◆ Exercise details
Give again only those lines from the start of the entries through the line holding "tokens only have", leaving them as they are.

◆ Dataset content
+++++

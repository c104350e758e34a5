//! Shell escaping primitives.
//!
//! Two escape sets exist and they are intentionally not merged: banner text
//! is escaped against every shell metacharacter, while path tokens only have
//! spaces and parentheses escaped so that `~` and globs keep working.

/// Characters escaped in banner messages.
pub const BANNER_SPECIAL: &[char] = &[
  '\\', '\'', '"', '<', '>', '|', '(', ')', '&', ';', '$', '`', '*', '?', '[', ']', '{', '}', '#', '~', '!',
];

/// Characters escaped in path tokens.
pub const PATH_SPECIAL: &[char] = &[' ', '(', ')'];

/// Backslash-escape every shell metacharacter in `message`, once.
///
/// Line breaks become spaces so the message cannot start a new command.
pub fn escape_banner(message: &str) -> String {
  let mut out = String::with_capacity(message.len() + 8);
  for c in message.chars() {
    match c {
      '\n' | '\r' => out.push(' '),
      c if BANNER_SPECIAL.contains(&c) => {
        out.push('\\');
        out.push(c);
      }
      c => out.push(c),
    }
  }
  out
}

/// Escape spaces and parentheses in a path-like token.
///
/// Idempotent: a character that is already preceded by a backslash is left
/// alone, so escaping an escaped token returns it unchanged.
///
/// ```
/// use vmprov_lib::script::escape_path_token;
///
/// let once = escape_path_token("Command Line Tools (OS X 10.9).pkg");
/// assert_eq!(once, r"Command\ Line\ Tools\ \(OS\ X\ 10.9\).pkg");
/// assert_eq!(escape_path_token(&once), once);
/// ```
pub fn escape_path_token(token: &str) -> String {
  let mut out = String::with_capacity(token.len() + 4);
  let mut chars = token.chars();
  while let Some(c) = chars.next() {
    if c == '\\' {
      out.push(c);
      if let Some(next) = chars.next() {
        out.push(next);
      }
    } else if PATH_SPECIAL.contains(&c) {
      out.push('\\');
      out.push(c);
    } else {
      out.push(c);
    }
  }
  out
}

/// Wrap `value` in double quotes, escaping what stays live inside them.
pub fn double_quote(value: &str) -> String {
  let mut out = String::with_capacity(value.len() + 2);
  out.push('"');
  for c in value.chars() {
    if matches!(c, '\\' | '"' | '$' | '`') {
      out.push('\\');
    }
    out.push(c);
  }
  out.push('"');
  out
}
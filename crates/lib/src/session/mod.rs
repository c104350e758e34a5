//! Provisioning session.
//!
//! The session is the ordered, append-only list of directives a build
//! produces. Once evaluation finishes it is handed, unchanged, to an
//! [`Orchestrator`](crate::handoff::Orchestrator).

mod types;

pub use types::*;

+++++

◆ Task answer
repository c104350e758e34a5
//! Shell escaping primitives.
//!
//! Two escape sets exist and they are intentionally not merged: banner text
//! is escaped against every shell metacharacter, while path tokens only have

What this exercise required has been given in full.